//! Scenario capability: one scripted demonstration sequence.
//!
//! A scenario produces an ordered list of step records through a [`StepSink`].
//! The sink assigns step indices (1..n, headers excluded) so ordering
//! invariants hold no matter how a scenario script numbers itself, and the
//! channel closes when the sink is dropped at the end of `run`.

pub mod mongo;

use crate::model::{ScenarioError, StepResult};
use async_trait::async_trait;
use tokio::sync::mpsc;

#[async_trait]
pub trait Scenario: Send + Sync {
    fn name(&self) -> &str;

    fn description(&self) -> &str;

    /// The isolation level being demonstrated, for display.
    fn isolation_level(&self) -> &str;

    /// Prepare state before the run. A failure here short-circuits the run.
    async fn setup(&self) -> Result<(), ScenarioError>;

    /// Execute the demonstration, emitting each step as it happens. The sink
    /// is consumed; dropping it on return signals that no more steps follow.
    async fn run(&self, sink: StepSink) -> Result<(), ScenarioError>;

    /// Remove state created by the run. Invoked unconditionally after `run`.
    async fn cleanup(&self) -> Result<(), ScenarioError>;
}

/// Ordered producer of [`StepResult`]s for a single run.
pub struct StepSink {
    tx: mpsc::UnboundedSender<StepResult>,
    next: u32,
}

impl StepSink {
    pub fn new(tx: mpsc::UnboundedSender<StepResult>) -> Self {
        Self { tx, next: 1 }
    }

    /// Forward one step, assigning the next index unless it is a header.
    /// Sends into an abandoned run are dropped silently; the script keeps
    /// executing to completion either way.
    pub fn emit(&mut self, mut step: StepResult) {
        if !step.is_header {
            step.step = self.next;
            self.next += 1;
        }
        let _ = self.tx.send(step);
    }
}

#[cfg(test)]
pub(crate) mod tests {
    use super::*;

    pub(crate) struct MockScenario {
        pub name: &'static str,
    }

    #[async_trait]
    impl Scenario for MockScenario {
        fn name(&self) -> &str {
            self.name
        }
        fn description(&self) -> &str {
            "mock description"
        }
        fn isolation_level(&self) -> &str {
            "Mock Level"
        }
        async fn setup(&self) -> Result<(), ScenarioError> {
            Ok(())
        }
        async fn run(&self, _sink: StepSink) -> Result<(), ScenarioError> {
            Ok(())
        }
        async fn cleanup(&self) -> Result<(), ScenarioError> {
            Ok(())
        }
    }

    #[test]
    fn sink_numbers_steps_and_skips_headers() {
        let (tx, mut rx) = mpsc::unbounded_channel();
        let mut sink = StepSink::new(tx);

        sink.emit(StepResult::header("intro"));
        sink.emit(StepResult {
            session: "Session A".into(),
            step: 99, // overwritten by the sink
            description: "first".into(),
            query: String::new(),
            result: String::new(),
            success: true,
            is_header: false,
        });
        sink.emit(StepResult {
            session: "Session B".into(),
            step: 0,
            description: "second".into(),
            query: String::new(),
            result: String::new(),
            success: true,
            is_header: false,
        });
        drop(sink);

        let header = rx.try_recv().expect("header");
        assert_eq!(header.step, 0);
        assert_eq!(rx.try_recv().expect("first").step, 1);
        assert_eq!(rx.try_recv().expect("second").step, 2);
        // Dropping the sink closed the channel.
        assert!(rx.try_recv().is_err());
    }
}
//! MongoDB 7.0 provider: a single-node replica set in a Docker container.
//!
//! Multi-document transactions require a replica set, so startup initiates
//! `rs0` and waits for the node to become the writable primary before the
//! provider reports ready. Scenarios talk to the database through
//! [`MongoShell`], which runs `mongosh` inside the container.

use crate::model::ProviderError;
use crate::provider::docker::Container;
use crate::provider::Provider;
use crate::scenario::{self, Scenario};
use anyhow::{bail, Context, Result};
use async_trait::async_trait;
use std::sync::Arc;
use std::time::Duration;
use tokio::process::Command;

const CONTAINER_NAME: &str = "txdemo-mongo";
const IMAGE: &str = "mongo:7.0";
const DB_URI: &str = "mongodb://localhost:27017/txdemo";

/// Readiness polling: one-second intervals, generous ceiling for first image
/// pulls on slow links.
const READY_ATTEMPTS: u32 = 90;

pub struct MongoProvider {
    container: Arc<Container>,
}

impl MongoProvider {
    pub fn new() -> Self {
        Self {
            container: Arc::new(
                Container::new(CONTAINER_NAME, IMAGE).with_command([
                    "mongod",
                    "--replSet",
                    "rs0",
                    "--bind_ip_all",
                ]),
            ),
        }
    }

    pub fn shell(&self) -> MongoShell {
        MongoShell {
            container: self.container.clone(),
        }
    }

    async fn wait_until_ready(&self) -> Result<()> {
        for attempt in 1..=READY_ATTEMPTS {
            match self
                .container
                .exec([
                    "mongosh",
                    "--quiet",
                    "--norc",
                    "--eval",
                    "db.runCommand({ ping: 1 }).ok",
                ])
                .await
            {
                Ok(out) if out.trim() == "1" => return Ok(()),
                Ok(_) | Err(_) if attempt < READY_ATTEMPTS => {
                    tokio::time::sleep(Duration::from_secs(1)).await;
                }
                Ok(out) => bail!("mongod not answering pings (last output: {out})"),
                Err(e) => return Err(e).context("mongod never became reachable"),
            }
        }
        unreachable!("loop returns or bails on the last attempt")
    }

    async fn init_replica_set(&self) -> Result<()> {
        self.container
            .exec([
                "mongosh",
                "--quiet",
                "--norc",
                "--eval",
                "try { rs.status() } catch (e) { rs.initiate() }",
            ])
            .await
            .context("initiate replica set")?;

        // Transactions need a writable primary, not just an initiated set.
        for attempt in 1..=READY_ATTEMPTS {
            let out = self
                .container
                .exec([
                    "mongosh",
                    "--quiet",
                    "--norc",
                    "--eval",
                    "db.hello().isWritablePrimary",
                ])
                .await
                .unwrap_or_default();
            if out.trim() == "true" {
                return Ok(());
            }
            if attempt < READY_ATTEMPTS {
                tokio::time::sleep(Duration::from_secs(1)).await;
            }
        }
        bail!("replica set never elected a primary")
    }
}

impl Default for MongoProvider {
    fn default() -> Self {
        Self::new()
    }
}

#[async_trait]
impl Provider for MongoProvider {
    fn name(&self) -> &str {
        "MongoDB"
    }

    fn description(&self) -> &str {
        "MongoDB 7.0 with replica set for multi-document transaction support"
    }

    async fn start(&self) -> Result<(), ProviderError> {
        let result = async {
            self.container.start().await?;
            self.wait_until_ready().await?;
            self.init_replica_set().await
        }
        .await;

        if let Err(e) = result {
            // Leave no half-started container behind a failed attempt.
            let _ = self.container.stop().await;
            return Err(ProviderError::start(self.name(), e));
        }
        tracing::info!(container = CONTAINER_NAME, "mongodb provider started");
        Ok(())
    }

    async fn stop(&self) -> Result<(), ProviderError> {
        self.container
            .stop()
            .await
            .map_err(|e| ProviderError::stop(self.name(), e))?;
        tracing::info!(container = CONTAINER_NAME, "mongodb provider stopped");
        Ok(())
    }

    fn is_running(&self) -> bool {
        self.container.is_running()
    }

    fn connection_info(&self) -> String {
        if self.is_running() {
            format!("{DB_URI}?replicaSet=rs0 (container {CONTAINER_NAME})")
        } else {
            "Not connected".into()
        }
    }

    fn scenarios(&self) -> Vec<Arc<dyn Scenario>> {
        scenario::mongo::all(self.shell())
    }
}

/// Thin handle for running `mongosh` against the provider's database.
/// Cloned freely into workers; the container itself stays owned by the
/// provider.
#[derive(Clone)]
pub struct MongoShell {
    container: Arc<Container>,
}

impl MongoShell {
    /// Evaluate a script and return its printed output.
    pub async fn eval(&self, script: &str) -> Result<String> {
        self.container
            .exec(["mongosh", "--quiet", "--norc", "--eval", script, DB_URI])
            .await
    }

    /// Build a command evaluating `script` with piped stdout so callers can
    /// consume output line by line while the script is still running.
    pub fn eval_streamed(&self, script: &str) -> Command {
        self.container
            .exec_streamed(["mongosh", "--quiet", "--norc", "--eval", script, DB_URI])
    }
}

**Problem statement**
Using the records above, report each line that contains the word "second" by copying it.

**Response to this task**
            description: "second".into(),
        assert_eq!(rx.try_recv().expect("second").step, 2);
/// Readiness polling: one-second intervals, generous ceiling for first image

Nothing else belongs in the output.